● **Exercise**
Please print only the top portion of the entries below, ending with the line that contains "for attempt in", exactly as written.

• • •

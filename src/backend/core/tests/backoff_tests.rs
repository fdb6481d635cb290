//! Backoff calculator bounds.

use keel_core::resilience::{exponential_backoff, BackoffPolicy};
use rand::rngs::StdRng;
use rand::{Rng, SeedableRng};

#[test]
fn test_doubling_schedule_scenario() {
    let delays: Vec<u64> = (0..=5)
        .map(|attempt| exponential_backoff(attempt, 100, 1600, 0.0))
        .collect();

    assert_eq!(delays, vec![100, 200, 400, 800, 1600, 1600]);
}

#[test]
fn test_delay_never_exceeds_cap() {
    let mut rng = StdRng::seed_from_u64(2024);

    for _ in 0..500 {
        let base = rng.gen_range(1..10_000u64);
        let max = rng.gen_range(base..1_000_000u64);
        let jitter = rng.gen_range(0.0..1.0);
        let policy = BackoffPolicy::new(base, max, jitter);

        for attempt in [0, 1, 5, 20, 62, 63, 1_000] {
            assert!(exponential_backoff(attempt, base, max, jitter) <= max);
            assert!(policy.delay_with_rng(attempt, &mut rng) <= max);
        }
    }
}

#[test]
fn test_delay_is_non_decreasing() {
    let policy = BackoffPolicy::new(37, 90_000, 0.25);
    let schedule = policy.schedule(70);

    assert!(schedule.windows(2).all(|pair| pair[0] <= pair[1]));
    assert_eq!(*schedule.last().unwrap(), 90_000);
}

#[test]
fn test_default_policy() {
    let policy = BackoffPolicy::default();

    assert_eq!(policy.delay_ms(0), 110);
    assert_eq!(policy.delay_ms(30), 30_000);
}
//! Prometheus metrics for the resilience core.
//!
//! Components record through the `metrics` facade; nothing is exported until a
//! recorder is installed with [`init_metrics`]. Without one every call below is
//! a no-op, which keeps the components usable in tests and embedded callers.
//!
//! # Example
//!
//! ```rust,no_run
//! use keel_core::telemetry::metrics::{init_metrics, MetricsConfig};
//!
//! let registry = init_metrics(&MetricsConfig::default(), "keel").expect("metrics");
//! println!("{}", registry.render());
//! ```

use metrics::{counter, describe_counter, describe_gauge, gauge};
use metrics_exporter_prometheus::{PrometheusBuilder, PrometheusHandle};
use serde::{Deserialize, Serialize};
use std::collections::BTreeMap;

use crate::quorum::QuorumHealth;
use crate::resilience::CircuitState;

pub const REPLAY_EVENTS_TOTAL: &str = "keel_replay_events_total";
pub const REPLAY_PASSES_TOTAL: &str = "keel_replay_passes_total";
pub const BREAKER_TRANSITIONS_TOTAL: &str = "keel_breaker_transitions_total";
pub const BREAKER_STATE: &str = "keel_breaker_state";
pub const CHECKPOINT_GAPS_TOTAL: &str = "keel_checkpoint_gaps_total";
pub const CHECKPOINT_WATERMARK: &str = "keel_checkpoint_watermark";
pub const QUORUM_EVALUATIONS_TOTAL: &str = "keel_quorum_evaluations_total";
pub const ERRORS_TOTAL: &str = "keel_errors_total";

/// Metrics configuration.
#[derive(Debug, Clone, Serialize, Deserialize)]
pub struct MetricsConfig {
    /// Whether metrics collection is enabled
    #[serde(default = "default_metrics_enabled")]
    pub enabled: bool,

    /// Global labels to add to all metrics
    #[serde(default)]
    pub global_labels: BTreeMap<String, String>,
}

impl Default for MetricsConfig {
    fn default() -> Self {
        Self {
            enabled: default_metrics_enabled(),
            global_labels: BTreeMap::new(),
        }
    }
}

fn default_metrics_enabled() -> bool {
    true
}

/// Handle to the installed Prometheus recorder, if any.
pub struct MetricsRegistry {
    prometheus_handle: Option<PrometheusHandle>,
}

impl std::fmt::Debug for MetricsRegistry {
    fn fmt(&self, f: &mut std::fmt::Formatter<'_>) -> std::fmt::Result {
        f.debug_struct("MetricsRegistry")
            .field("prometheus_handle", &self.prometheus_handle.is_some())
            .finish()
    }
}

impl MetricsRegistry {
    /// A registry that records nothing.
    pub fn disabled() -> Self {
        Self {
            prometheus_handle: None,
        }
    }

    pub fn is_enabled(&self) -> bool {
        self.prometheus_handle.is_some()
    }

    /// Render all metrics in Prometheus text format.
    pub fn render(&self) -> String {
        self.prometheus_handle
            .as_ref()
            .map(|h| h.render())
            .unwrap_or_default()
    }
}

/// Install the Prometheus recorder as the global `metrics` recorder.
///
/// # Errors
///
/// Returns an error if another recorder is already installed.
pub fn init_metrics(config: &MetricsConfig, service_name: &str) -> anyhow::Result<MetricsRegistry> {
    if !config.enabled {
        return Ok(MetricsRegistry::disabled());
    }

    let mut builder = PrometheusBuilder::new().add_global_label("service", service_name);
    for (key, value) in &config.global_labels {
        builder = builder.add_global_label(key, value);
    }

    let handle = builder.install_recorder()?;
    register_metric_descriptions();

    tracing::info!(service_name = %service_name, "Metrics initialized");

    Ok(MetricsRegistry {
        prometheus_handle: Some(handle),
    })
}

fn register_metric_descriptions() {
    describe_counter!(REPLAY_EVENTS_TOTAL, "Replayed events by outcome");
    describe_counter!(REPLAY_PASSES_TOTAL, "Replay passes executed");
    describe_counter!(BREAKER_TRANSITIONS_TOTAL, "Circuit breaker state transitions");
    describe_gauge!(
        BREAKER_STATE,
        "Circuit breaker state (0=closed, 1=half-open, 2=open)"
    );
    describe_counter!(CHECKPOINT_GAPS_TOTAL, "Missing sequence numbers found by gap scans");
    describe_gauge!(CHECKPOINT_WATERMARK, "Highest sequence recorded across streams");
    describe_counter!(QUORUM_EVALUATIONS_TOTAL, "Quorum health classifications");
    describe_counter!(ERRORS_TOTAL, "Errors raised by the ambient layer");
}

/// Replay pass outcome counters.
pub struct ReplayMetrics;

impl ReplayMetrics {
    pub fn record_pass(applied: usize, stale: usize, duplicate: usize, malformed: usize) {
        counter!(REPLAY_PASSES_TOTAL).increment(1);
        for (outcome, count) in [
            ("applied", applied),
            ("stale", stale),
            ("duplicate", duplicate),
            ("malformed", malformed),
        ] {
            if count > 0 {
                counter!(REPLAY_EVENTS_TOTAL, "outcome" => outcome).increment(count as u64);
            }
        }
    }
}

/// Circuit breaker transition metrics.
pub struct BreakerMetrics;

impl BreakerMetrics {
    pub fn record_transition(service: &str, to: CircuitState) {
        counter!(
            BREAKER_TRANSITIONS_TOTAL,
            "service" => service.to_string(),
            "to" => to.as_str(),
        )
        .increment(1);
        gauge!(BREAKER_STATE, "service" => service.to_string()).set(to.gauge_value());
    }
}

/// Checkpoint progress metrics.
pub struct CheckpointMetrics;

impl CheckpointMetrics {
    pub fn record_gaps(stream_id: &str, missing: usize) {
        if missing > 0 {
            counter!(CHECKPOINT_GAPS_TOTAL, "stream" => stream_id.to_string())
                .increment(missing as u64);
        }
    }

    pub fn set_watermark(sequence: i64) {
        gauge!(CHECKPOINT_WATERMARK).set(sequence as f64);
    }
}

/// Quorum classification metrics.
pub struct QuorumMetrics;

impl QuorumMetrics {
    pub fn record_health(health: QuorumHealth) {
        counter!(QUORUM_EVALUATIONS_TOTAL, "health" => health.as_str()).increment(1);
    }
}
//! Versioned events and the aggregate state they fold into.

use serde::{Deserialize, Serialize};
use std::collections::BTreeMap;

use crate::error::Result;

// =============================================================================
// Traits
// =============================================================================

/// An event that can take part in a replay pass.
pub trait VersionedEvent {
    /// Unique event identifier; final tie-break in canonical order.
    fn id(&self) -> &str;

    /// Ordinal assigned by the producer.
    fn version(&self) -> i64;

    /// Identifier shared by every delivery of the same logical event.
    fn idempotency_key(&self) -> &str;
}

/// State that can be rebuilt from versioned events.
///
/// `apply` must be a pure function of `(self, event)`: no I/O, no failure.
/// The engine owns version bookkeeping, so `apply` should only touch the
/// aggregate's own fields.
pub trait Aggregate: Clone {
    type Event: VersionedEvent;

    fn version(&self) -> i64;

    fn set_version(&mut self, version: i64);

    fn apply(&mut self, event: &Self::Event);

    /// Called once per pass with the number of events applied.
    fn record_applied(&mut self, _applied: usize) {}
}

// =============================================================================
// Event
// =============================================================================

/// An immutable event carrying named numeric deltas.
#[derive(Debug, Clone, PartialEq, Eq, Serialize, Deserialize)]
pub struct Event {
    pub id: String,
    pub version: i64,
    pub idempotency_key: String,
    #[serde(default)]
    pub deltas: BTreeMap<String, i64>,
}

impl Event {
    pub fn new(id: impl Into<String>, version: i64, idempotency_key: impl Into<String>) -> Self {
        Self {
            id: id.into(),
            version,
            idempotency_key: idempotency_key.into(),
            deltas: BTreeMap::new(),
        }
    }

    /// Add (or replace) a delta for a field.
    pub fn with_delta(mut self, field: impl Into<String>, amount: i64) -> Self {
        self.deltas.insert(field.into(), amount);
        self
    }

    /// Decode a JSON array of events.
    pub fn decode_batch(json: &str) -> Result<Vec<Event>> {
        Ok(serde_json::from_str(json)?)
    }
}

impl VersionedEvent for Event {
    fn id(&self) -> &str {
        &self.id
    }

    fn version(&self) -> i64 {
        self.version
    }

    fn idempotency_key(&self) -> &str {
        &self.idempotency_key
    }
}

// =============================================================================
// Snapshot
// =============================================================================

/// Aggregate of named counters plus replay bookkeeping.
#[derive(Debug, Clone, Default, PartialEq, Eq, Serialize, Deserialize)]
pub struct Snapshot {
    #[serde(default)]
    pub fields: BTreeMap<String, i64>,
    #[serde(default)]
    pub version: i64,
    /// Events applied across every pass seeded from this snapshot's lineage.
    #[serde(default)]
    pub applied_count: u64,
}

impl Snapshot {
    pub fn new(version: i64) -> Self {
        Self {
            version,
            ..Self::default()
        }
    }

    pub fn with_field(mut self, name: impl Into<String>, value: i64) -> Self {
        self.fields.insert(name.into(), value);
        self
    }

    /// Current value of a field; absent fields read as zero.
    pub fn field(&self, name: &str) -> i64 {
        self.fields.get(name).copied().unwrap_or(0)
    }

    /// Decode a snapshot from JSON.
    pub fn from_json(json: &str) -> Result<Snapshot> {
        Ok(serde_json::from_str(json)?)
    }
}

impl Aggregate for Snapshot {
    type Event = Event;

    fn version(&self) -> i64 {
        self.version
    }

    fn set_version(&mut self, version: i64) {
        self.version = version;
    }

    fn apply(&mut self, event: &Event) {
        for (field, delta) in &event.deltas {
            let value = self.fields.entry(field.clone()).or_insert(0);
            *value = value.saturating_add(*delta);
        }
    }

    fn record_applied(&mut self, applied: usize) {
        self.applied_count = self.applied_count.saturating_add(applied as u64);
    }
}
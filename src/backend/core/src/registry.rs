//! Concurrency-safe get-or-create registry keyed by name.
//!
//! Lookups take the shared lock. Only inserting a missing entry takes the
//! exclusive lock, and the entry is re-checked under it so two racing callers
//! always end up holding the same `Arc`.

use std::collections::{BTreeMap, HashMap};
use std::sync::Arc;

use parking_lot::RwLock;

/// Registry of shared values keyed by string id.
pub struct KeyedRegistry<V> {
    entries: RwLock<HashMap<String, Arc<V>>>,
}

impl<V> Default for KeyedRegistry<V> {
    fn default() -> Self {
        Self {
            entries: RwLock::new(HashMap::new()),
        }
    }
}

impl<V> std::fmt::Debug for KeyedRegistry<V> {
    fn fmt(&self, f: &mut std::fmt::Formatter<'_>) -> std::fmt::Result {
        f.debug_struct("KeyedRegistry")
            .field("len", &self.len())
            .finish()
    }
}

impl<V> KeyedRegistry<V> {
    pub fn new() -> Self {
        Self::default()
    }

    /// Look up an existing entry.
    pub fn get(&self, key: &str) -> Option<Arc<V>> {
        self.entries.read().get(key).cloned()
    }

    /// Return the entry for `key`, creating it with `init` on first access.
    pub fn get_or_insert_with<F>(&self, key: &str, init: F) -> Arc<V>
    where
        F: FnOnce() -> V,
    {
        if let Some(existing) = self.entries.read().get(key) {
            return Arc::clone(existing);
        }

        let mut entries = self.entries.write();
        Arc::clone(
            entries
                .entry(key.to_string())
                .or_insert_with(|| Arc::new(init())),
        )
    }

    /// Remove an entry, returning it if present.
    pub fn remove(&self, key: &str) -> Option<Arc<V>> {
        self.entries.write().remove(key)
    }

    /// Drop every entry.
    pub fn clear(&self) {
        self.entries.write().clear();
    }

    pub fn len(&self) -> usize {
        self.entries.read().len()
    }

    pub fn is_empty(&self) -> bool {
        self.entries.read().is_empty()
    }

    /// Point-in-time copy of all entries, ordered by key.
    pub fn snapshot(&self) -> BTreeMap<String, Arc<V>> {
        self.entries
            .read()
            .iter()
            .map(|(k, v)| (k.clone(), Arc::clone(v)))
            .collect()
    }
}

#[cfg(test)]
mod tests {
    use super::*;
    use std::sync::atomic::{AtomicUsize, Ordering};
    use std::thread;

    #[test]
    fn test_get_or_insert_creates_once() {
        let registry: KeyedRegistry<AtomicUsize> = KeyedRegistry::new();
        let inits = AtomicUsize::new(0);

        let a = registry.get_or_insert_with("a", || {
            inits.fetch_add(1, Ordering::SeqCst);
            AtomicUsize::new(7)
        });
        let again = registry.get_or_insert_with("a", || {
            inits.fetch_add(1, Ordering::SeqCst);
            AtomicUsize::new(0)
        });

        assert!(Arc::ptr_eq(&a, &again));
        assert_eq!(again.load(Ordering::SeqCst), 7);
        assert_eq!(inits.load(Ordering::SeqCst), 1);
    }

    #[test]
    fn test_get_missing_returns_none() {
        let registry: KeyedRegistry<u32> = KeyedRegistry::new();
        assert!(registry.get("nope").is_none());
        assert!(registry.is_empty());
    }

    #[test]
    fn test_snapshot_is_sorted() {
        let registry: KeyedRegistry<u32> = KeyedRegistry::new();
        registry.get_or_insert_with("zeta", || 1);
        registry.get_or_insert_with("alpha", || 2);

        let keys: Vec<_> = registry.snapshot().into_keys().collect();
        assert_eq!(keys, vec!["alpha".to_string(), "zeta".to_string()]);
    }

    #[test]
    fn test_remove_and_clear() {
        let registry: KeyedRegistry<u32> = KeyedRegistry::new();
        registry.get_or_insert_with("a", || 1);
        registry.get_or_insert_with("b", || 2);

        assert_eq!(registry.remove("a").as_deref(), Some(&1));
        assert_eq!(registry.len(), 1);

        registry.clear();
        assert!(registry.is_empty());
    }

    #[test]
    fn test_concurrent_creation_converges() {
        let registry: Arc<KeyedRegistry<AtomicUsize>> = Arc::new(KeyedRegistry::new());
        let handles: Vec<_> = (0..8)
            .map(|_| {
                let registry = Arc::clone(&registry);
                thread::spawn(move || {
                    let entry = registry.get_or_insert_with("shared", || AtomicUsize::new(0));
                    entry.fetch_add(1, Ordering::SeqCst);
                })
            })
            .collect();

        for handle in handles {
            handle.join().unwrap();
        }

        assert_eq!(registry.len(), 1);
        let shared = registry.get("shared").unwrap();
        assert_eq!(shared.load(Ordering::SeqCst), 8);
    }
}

• • •

● **Written reply**
filename src/backend/core/tests/backoff_tests.rs
repository fdb6481d635cb290
//! Backoff calculator bounds.

use keel_core::resilience::{exponential_backoff, BackoffPolicy};
use rand::rngs::StdRng;
use rand::{Rng, SeedableRng};

#[test]
fn test_doubling_schedule_scenario() {
    let delays: Vec<u64> = (0..=5)
        .map(|attempt| exponential_backoff(attempt, 100, 1600, 0.0))
        .collect();

    assert_eq!(delays, vec![100, 200, 400, 800, 1600, 1600]);
}

#[test]
fn test_delay_never_exceeds_cap() {
    let mut rng = StdRng::seed_from_u64(2024);

    for _ in 0..500 {
        let base = rng.gen_range(1..10_000u64);
        let max = rng.gen_range(base..1_000_000u64);
        let jitter = rng.gen_range(0.0..1.0);
        let policy = BackoffPolicy::new(base, max, jitter);

        for attempt in [0, 1, 5, 20, 62, 63, 1_000] {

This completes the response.